Every distinct set of tiles has certain features, and we are always interested in those that introduce something new or combine features in a new way. Dylan Thurston, who helped us determine the boundaries of the Twin Dragon introduced us to the decomposable fractal Penrose tiles first described by Bandt and Gummelt. By decomposable, we mean every tile can be represented as a combination of other tiles. The boundaries are fractal, like the Dragon and Twin Dragon tiles. And finally, like Penrose P3 tiles, there are two shapes, and they only tile the plain non-periodically (i.e. they don’t repeat like wallpaper).

There are two essential shapes. We were at a loss what to call them. Their boundaries evoke the dragon tiles. But the dragon tiles have rotational symmetry: you can rotate them 180 degrees, and they are unchanged, and that gives them a very different look and behavior when tiling. Turned a certain way, I thought these new tiles look a bit like dogs, so we came up with terriers and poodles:

Each shape can appear in any number of sizes. To get to the next larger size, you scale the dimensions by the golden ratio \(\phi \approx 1.618\).

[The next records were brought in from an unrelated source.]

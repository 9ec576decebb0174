use serde::{Deserialize, Serialize};
use tracing::{debug, instrument, trace};

use crate::{
    entry::Entry,
    policy::{PatternPolicy, RiskTier},
};

/// Outcome of classifying one entry: the tier and the label of the rule that matched.
#[derive(Debug, Clone, PartialEq, Eq, Serialize, Deserialize)]
pub struct Classification {
    pub tier: RiskTier,
    pub reason: Option<String>,
}

impl Classification {
    pub fn unclassified() -> Self {
        Self {
            tier: RiskTier::Unclassified,
            reason: None,
        }
    }
}

/// Match `text` against the policy: tiers in priority order, rules in declaration
/// order, stopping at the first hit.
pub fn classify_text(text: &str, policy: &PatternPolicy) -> Classification {
    for tier in policy.tiers() {
        for rule in tier.rules() {
            if rule.is_match(text) {
                trace!(tier = %tier.tier(), pattern = rule.pattern(), "rule matched");
                return Classification {
                    tier: tier.tier(),
                    reason: Some(rule.label().to_string()),
                };
            }
        }
    }
    Classification::unclassified()
}

pub fn classify(entry: &Entry, policy: &PatternPolicy) -> Classification {
    classify_text(&entry.match_text(), policy)
}

/// Classify every entry and record the result on it.
#[instrument(name = "classify_entries", skip_all, fields(policy = policy.name(), entries = entries.len()))]
pub fn classify_all(entries: &mut [Entry], policy: &PatternPolicy) {
    let mut suspicious = 0usize;
    for entry in entries.iter_mut() {
        let Classification { tier, reason } = classify(entry, policy);
        if tier.is_suspicious() {
            suspicious += 1;
        }
        entry.set_risk(tier, reason);
    }
    debug!(suspicious, "classification completed");
}
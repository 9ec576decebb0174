use std::fmt::Write;

use serde::Serialize;

use crate::{aggregate::Summary, entry::Entry, policy::RiskTier};

const TOP_CATEGORIES: usize = 10;

/// Format styles supported in default reporter implementations.
#[derive(Debug, Clone, Copy)]
pub enum OutputFormat {
    Human,
    Json,
}

/// Produce a report string from a `Summary` using the desired format.
pub fn render_summary(summary: &Summary, format: OutputFormat) -> anyhow::Result<String> {
    match format {
        OutputFormat::Human => render_human(summary),
        OutputFormat::Json => Ok(serde_json::to_string_pretty(summary)?),
    }
}

fn render_human(summary: &Summary) -> anyhow::Result<String> {
    let mut out = String::new();
    writeln!(out, "Total Skills: {}", summary.total)?;
    writeln!(
        out,
        "Suspicious: {} ({:.1}%)",
        summary.suspicious,
        summary.suspicious_ratio() * 100.0
    )?;
    writeln!(out)?;

    writeln!(out, "By Risk Level:")?;
    for tier in RiskTier::RANKED {
        writeln!(
            out,
            "  - {tier:<8} : {count:>4} skills",
            tier = tier.as_str().to_uppercase(),
            count = summary.count(tier)
        )?;
    }

    writeln!(out)?;
    writeln!(out, "By Category:")?;
    if summary.by_category.is_empty() {
        writeln!(out, "  (none)")?;
    }
    for (name, count) in summary.categories_by_count().into_iter().take(TOP_CATEGORIES) {
        writeln!(out, "  - {name:<20} : {count:>4} skills")?;
    }

    for (tier, names) in [
        (RiskTier::Critical, &summary.critical),
        (RiskTier::High, &summary.high),
        (RiskTier::Medium, &summary.medium),
    ] {
        if names.is_empty() {
            continue;
        }
        writeln!(
            out,
            "\n{} RISK SKILLS ({}):",
            tier.as_str().to_uppercase(),
            names.len()
        )?;
        for name in names {
            writeln!(out, "  - {name}")?;
        }
    }

    Ok(out)
}

/// One line of the suspicious-skills dump.
#[derive(Debug, Serialize)]
pub struct SuspiciousRecord<'a> {
    pub name: &'a str,
    pub identifier: &'a str,
    #[serde(skip_serializing_if = "Option::is_none")]
    pub url: Option<&'a str>,
    pub risk: RiskTier,
    pub reason: Option<&'a str>,
}

impl<'a> From<&'a Entry> for SuspiciousRecord<'a> {
    fn from(entry: &'a Entry) -> Self {
        Self {
            name: entry.display_name(),
            identifier: entry.identifier(),
            url: entry.url(),
            risk: entry.risk_tier(),
            reason: entry.risk_reason(),
        }
    }
}

pub fn render_suspicious(entries: &[&Entry]) -> anyhow::Result<String> {
    let records: Vec<SuspiciousRecord<'_>> = entries.iter().map(|entry| (*entry).into()).collect();
    Ok(serde_json::to_string_pretty(&records)?)
}

#[cfg(test)]
mod tests {
    use super::*;
    use crate::aggregate::{assess, suspicious_entries};
    use crate::policy::presets::{PresetName, PresetRepository};
    use crate::policy::PolicyRepository;

    fn sample_summary() -> (Summary, Vec<crate::aggregate::Assessment>) {
        let policy = PresetRepository::new(PresetName::Comprehensive)
            .load_policy()
            .unwrap();
        let assessments = assess(
            vec![
                Entry::listed("Keylogger Pro", "https://e.x/1", "logs keys", None),
                Entry::listed("Docker Helper", "https://e.x/2", "build images", None),
            ],
            &policy,
        );
        (Summary::from_assessments(&assessments), assessments)
    }

    #[test]
    fn human_report_lists_tiers_and_names() {
        let (summary, _) = sample_summary();
        let output = render_summary(&summary, OutputFormat::Human).unwrap();
        assert!(output.contains("Total Skills: 2"));
        assert!(output.contains("Suspicious: 1 (50.0%)"));
        assert!(output.contains("CRITICAL RISK SKILLS (1)"));
        assert!(output.contains("Keylogger Pro"));
        assert!(!output.contains("HIGH RISK SKILLS"));
    }

    #[test]
    fn json_report_has_all_tiers() {
        let (summary, _) = sample_summary();
        let output = render_summary(&summary, OutputFormat::Json).unwrap();
        let value: serde_json::Value = serde_json::from_str(&output).unwrap();
        assert_eq!(value["total"], serde_json::json!(2));
        for tier in ["critical", "high", "medium", "low"] {
            assert!(value["by_risk_tier"][tier].is_number(), "missing {tier}");
        }
        assert_eq!(value["by_risk_tier"]["low"], serde_json::json!(1));
        assert_eq!(value["critical"], serde_json::json!(["Keylogger Pro"]));
    }

    #[test]
    fn suspicious_dump_carries_reason() {
        let (_, assessments) = sample_summary();
        let output = render_suspicious(&suspicious_entries(&assessments)).unwrap();
        let value: serde_json::Value = serde_json::from_str(&output).unwrap();
        assert_eq!(value[0]["risk"], "critical");
        assert_eq!(
            value[0]["reason"],
            "Matches critical pattern: keylogger"
        );
    }
}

Our prototype tiles below show how a terrier can be decomposed into two smaller terriers and a poodle. Can you also see how a poodle can be decomposed into a terrier and a poodle?

These tiles are decidedly more challenging when it comes to creating an uninterrupted tiling. At craft shows, we often encounter people who are torn between fractal tilings and Penrose tilings. Now you can have it both ways!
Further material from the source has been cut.